**Data for review:**
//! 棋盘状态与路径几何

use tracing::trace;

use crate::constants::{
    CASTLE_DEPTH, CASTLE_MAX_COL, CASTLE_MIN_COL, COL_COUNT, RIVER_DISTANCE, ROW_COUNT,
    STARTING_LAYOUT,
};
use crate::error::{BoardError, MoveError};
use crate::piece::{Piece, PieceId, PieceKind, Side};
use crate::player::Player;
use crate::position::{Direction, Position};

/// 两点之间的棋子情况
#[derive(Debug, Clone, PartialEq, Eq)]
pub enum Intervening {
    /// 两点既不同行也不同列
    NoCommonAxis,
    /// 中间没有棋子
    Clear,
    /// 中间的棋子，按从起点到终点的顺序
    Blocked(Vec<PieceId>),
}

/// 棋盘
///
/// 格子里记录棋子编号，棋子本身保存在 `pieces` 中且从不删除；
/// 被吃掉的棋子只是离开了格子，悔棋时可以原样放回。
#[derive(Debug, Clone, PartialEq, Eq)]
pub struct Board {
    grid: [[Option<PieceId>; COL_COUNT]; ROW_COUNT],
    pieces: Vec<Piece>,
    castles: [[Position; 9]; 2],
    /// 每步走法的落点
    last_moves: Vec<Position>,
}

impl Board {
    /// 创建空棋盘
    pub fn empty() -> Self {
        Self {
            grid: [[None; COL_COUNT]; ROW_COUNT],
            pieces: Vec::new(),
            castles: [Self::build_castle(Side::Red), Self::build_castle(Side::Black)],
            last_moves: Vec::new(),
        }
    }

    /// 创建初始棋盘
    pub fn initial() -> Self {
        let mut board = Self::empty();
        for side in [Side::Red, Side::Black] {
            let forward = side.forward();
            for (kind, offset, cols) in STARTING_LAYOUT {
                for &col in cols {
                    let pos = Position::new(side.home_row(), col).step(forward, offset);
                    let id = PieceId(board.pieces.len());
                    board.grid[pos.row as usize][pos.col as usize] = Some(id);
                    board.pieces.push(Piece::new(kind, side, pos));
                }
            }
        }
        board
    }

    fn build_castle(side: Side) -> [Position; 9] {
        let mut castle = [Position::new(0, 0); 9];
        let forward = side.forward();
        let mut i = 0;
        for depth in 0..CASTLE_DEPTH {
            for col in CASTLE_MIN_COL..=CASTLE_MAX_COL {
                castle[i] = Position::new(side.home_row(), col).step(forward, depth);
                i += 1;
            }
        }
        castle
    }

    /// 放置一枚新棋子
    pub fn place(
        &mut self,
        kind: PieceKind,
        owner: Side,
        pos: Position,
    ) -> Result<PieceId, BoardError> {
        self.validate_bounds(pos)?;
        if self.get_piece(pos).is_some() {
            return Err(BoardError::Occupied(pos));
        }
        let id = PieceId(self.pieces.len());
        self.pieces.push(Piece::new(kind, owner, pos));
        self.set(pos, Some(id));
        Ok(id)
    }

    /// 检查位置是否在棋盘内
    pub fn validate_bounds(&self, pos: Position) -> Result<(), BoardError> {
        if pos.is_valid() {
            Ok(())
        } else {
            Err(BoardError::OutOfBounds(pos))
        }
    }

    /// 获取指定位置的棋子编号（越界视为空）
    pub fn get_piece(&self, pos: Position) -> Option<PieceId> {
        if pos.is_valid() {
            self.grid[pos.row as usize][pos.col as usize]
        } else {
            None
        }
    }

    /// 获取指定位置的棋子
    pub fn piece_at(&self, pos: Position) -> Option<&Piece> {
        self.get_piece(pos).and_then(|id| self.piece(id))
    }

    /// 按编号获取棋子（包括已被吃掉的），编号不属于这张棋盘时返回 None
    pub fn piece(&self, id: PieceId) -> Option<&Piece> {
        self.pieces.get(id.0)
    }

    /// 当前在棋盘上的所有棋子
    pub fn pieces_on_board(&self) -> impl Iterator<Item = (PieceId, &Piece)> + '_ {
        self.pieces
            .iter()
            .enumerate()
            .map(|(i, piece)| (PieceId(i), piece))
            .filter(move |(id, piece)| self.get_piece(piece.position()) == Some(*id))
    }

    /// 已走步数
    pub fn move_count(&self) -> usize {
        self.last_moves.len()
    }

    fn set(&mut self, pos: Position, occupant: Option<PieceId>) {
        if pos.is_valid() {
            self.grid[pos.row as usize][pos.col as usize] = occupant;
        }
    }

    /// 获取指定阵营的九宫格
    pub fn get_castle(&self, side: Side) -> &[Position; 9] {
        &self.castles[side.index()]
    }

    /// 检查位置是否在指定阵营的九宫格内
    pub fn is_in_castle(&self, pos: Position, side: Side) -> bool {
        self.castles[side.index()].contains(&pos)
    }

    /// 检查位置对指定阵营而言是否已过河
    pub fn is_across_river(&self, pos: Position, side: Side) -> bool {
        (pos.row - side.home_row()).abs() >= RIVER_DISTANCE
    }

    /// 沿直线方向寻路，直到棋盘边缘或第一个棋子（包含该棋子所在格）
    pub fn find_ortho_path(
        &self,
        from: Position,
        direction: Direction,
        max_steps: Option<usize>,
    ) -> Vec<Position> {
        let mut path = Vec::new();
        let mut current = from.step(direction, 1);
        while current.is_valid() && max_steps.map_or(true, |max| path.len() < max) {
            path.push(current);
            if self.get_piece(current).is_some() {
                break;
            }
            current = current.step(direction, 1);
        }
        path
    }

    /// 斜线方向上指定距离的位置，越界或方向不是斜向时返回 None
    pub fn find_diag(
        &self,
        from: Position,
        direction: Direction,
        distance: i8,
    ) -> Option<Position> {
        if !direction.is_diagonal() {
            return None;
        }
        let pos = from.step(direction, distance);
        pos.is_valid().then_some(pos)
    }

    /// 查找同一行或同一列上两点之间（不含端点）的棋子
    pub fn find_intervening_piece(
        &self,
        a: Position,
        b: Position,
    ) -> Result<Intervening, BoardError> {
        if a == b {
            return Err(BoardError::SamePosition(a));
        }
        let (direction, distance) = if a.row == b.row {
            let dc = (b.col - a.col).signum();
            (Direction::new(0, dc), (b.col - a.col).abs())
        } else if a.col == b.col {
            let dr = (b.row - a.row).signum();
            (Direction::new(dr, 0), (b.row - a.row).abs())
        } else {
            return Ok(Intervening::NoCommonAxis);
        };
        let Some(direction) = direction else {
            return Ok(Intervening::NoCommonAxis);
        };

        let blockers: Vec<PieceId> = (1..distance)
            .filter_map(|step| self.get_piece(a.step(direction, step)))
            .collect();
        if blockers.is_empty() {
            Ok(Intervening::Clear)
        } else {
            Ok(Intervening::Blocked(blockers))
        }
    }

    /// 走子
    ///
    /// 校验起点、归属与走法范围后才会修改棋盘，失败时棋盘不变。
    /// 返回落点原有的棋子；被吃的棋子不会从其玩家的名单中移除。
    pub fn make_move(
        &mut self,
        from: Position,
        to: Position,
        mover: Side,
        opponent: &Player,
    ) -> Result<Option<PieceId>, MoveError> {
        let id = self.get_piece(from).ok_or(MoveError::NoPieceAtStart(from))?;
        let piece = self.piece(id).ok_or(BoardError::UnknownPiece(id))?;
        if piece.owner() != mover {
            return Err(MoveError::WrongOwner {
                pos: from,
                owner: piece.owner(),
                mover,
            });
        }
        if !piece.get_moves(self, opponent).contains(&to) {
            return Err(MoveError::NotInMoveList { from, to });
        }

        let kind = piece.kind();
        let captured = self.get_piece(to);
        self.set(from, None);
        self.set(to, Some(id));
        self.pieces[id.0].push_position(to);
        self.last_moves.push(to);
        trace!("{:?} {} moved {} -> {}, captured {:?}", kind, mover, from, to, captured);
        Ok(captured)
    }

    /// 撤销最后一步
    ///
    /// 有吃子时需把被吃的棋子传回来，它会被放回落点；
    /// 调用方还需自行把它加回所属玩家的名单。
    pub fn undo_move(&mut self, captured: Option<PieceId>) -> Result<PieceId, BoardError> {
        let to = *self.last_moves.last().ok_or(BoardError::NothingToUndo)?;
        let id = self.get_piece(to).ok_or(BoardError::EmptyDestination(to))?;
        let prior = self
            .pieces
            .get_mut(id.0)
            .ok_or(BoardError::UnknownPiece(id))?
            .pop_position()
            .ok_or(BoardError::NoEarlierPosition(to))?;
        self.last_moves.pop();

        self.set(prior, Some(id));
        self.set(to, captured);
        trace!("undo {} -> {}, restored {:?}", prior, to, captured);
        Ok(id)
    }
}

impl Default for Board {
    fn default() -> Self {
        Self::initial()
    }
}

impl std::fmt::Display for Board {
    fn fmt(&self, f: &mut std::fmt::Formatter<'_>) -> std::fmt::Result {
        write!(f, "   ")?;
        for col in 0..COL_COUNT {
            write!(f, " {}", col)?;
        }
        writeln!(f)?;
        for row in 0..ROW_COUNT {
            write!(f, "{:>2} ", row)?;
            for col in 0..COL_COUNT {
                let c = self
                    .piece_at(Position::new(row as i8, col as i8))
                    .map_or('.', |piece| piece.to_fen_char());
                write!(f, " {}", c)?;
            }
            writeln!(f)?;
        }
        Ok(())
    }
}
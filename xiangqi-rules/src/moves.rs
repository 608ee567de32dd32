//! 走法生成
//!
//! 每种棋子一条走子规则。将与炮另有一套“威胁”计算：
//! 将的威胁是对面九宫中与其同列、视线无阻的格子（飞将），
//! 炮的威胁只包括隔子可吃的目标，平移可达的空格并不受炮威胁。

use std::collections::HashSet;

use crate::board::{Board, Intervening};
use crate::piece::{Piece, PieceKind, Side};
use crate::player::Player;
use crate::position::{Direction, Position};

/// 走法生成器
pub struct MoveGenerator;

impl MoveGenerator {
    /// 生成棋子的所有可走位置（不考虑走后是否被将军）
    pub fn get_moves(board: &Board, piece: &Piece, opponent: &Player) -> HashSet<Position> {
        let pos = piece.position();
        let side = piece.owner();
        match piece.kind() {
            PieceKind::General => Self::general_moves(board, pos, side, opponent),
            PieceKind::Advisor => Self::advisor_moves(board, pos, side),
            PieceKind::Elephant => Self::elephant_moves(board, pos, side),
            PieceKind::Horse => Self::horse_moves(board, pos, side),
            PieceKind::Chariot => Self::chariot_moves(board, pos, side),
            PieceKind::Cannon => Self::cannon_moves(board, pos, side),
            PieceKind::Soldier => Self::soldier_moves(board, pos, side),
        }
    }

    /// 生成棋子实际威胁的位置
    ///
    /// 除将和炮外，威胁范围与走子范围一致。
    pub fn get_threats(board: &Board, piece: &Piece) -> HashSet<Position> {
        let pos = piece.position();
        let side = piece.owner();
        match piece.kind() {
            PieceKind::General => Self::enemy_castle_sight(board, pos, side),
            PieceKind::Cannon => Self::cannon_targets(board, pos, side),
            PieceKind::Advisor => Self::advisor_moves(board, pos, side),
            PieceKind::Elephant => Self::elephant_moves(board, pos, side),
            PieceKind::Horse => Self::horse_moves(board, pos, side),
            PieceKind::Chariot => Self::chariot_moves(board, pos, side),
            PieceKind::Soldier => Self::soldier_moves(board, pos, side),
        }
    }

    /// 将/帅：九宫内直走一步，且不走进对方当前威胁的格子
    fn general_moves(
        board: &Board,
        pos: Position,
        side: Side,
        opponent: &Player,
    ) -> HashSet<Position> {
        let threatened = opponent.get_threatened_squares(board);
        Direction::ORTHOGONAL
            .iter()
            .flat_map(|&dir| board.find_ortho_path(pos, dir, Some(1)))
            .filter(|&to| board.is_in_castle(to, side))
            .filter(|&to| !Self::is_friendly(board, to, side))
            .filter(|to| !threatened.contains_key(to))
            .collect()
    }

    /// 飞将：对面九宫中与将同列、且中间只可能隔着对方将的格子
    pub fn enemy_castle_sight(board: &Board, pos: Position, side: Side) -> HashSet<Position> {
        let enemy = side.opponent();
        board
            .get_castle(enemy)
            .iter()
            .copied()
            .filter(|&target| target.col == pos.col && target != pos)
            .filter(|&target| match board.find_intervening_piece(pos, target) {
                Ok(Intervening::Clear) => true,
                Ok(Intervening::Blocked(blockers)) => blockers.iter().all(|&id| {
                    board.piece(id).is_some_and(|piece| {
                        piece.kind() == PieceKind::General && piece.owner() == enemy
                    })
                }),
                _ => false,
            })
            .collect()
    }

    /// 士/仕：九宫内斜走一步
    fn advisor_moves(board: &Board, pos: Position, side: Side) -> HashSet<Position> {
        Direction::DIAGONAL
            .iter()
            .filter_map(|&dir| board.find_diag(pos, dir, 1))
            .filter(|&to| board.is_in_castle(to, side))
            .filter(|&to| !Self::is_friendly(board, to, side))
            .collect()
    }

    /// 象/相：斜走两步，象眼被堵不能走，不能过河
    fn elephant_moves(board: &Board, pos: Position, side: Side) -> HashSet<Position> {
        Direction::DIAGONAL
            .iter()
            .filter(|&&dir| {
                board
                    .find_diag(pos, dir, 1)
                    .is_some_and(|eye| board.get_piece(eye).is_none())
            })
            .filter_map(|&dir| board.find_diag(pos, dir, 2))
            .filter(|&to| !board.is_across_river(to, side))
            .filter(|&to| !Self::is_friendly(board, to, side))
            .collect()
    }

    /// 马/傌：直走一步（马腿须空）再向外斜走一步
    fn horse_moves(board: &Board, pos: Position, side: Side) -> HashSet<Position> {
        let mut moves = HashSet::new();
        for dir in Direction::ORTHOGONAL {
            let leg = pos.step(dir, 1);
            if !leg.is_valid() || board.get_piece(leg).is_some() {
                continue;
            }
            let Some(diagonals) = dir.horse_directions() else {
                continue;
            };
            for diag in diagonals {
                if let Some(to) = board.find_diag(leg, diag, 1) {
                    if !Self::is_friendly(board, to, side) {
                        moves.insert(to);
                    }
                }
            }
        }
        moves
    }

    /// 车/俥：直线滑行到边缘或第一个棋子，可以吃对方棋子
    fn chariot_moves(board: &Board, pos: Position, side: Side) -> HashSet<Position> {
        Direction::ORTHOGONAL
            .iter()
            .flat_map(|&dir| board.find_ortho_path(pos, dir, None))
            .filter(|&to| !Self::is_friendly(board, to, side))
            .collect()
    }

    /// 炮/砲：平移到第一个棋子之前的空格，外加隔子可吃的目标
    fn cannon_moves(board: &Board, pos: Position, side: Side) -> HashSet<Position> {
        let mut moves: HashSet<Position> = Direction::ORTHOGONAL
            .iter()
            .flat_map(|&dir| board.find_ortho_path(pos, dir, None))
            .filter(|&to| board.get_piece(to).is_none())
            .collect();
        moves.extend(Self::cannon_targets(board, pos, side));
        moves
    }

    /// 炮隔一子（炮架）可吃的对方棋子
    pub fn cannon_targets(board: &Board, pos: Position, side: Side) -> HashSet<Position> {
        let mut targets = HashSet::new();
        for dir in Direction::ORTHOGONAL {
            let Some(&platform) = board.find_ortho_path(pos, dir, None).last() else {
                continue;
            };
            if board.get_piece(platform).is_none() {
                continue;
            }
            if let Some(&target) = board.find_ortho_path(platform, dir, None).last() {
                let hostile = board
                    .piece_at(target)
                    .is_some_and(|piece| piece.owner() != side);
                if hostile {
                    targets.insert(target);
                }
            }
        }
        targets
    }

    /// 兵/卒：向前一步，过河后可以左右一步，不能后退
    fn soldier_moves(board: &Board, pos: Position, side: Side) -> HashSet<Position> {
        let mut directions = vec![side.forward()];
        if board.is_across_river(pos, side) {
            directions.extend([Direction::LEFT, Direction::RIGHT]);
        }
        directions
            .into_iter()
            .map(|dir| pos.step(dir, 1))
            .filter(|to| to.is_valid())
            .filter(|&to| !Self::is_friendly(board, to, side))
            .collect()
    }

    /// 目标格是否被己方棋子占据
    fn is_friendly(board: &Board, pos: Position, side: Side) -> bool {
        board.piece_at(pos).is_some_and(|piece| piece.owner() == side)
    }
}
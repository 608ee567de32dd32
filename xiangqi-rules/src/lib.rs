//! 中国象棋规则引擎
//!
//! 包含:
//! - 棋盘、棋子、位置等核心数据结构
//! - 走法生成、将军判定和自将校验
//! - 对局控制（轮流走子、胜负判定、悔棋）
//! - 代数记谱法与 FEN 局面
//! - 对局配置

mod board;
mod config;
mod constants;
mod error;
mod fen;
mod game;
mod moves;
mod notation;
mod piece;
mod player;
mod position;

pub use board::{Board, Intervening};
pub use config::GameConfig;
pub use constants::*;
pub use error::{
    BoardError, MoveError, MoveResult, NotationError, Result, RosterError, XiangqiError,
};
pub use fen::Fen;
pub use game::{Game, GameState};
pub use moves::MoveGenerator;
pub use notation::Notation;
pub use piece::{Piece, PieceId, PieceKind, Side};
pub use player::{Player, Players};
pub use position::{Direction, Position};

**Brief:** Tell how many lines above contain the word "captured". Give the number alone.

**Your response:** 6